Submitted by: @import:stackexchange-dba··
0
Viewed 0 times
postgresqlpreventhowjoinrewritingqueriesfromouter

Problem

My query is:

SELECT  Acol1, Acol2, Bcol1, Bcol2, Ccol1, Ccol2
FROM    tableA LEFT JOIN
            (tableB FULL JOIN tableC ON (Bcol1 = Ccol1))
            ON (Acol1 = Bcol1)


EXPLAIN ANALYZE gives me:

QUERY PLAN                                                      
----------------------------------------------------------------------------------------------------------------------
 Hash Right Join  (cost=99.65..180.45 rows=1770 width=24) (actual time=0.043..0.103 rows=3 loops=1)
   Hash Cond: (tableb.bcol1 = tablea.acol1)
   ->  Hash Left Join  (cost=49.83..104.08 rows=1770 width=16) (actual time=0.011..0.062 rows=3 loops=1)
         Hash Cond: (tableb.bcol1 = tablec.ccol1)
         ->  Seq Scan on tableb  (cost=0.00..27.70 rows=1770 width=8) (actual time=0.001..0.002 rows=3 loops=1)
         ->  Hash  (cost=27.70..27.70 rows=1770 width=8) (actual time=0.004..0.004 rows=3 loops=1)
               Buckets: 1024  Batches: 1  Memory Usage: 1kB
               ->  Seq Scan on tablec  (cost=0.00..27.70 rows=1770 width=8) (actual time=0.001..0.002 rows=3 loops=1)
   ->  Hash  (cost=27.70..27.70 rows=1770 width=8) (actual time=0.014..0.014 rows=3 loops=1)
         Buckets: 1024  Batches: 1  Memory Usage: 1kB
         ->  Seq Scan on tablea  (cost=0.00..27.70 rows=1770 width=8) (actual time=0.009..0.011 rows=3 loops=1)
 Total runtime: 0.151 ms


Postgres changed the full outerjoin between tableB and tableC to a right outerjoin, since later the left outerjoin with tableA will eliminate null values anyway. It is equivalent to the original query.
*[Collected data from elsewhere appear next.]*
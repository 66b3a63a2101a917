//! The [PackageLoader] contract: asynchronous, tick-driven loading of the objects of one package.
//!
//! A load goes through [LoadState]s as the loader is ticked.  Callers start a load with
//! [PackageLoader::begin_load_object], poll [PackageLoader::try_finish_load_object], and get back the loaded object
//! plus its [LinkTable].  Every id handed to a caller, including the ones inside a link table, carries one reference
//! which the caller gives back by finishing or abandoning it.
use std::fmt;
use std::ops::Range;
use std::sync::Arc;

use crate::*;

#[derive(Copy, Clone, Debug, PartialEq, Eq, Hash)]
pub enum DeserializePhase {
    /// Links are parsed and the request waits for required links to become usable.
    LinkTable,
    Properties,
}

#[derive(Copy, Clone, Debug, PartialEq, Eq, Hash)]
pub enum LoadState {
    /// Waiting for the package to preload, or for the read of the object's data to complete.
    Issued,
    /// The data has arrived and is being validated.
    AsyncReading,
    Deserializing(DeserializePhase),
    Preloaded,
    Error,
}

impl LoadState {
    pub fn is_terminal(self) -> bool {
        matches!(self, LoadState::Preloaded | LoadState::Error)
    }
}

#[derive(Copy, Clone, Debug, PartialEq, Eq, Hash)]
pub enum LinkKind {
    Type,
    Template,
    Owner,
    Reference,
}

/// A request living in some loader, possibly not the one that produced the link.
#[derive(Clone)]
pub struct LinkRequest {
    pub loader: Arc<dyn PackageLoader>,
    pub id: RequestId,
}

impl fmt::Debug for LinkRequest {
    fn fmt(&self, f: &mut fmt::Formatter<'_>) -> fmt::Result {
        f.debug_struct("LinkRequest")
            .field("package", self.loader.package_path())
            .field("id", &self.id)
            .finish()
    }
}

#[derive(Clone, Debug)]
pub struct LinkEntry {
    pub kind: LinkKind,
    pub path: AssetPath,
    /// `None` for an optional link which did not resolve.
    pub request: Option<LinkRequest>,
}

/// What a request is waiting on, as seen from another loader.
///
/// Lets a loader release wait cycles that span packages: a set of requests which only wait on each other can't fail,
/// so every request in it may move on.
#[derive(Clone, Debug)]
pub enum LinkWait {
    /// Not waiting on links; the request is in this state.
    State(LoadState),
    /// Waiting on its links, and every required link not yet usable is a request which is itself waiting on its links.
    WaitsOn(Vec<LinkRequest>),
    /// Waiting on a link which hasn't got its own links yet, or which failed.
    Blocked,
}

#[derive(Clone, Debug, Default)]
pub struct LinkTable {
    pub links: Vec<LinkEntry>,
}

impl LinkTable {
    pub fn len(&self) -> usize {
        self.links.len()
    }

    pub fn is_empty(&self) -> bool {
        self.links.is_empty()
    }

    pub fn iter(&self) -> impl Iterator<Item = &LinkEntry> {
        self.links.iter()
    }

    pub fn of_kind(&self, kind: LinkKind) -> impl Iterator<Item = &LinkEntry> {
        self.links.iter().filter(move |l| l.kind == kind)
    }

    /// Give back every reference this table holds.
    pub fn abandon_all(self) {
        for link in self.links {
            if let Some(request) = link.request {
                request.loader.abandon_load_object(request.id);
            }
        }
    }
}

/// A preloaded object: its source data and where the regions of interest are within it.
#[derive(Clone, Debug)]
pub struct LoadedObject {
    path: AssetPath,
    is_package: bool,
    timestamp: i64,
    buffer: Arc<[u8]>,
    properties: Range<usize>,
    persistent_resource: Range<usize>,
}

impl LoadedObject {
    /// Packages carry no data.
    pub(crate) fn package(path: AssetPath) -> LoadedObject {
        LoadedObject {
            path,
            is_package: true,
            timestamp: 0,
            buffer: Arc::from(Vec::new()),
            properties: 0..0,
            persistent_resource: 0..0,
        }
    }

    pub(crate) fn from_record(
        path: AssetPath,
        timestamp: i64,
        buffer: Arc<[u8]>,
        regions: &RecordRegions,
    ) -> LoadedObject {
        LoadedObject {
            path,
            is_package: false,
            timestamp,
            buffer,
            properties: regions.properties.clone(),
            persistent_resource: regions.persistent_resource.clone(),
        }
    }

    pub fn path(&self) -> &AssetPath {
        &self.path
    }

    pub fn is_package(&self) -> bool {
        self.is_package
    }

    /// Timestamp of the source the cached data was built from.
    pub fn timestamp(&self) -> i64 {
        self.timestamp
    }

    pub fn buffer(&self) -> &Arc<[u8]> {
        &self.buffer
    }

    pub fn property_range(&self) -> Range<usize> {
        self.properties.clone()
    }

    pub fn persistent_resource_range(&self) -> Range<usize> {
        self.persistent_resource.clone()
    }

    pub fn property_data(&self) -> &[u8] {
        &self.buffer[self.properties.clone()]
    }

    pub fn persistent_resource_data(&self) -> &[u8] {
        &self.buffer[self.persistent_resource.clone()]
    }
}

#[derive(Clone, Debug)]
pub struct FinishedLoad {
    pub object: Arc<LoadedObject>,
    pub links: LinkTable,
}

#[derive(Clone, Debug, thiserror::Error)]
pub enum LoadError {
    #[error("\"{0}\" is not in the cache")]
    NotFound(AssetPath),
    #[error("failed to read the cached data of \"{path}\"")]
    Io {
        path: AssetPath,
        #[source]
        source: Arc<std::io::Error>,
    },
    #[error("the cached data of \"{path}\" is malformed")]
    Record {
        path: AssetPath,
        #[source]
        source: RecordError,
    },
    #[error("{kind:?} link \"{link}\" of \"{path}\" could not be loaded")]
    UnresolvedLink {
        path: AssetPath,
        kind: LinkKind,
        link: AssetPath,
    },
    #[error("load request {0:?} is not known to this loader")]
    UnknownRequest(RequestId),
}

pub trait PackageLoader: Send + Sync {
    /// The package this loader is responsible for.
    fn package_path(&self) -> &AssetPath;

    /// Start preparing the package.  Returns `false` if that could not be started.
    fn begin_preload(&self) -> bool;

    /// `true` once the package is ready for object loads to proceed.
    fn try_finish_preload(&self) -> bool;

    /// Start loading an object.  Never blocks.  Loads of the same path share one request.
    fn begin_load_object(&self, path: &AssetPath) -> RequestId;

    /// `None` until the request reaches a terminal state.  Consumes one reference on `Some`.
    fn try_finish_load_object(&self, id: RequestId) -> Option<Result<FinishedLoad, LoadError>>;

    /// Give up one reference without waiting for the result.
    fn abandon_load_object(&self, id: RequestId);

    /// Current state, or `None` if the id is not live.
    fn request_state(&self, id: RequestId) -> Option<LoadState>;

    /// What the request is waiting on, or `None` if the id is not live.  Never blocks on other loaders.
    fn link_wait(&self, id: RequestId) -> Option<LinkWait>;

    /// Make progress on every outstanding request.  Never blocks.
    fn tick(&self);

    fn object_count(&self) -> usize;

    fn object_path(&self, index: usize) -> Option<AssetPath>;
}

/// Anything that can hand out the loader for the package owning a path.
pub trait PackageLoaderSource: Send + Sync {
    fn package_loader(&self, path: &AssetPath) -> Option<Arc<dyn PackageLoader>>;
}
However, I am hacking Postgres to implement my join enumeration related algorithm and to do experiments. I do not want Postgres to change the full outerjoin to a left outerjoin. Is there a way to do so?

Solution

You can introduce optimization barriers for your purpose.
Preface

Plain EXPLAIN (without ANALYZE) is enough for the purpose of this question. Parentheses around the ON expression are just noise. Adding table aliases to be unambiguous.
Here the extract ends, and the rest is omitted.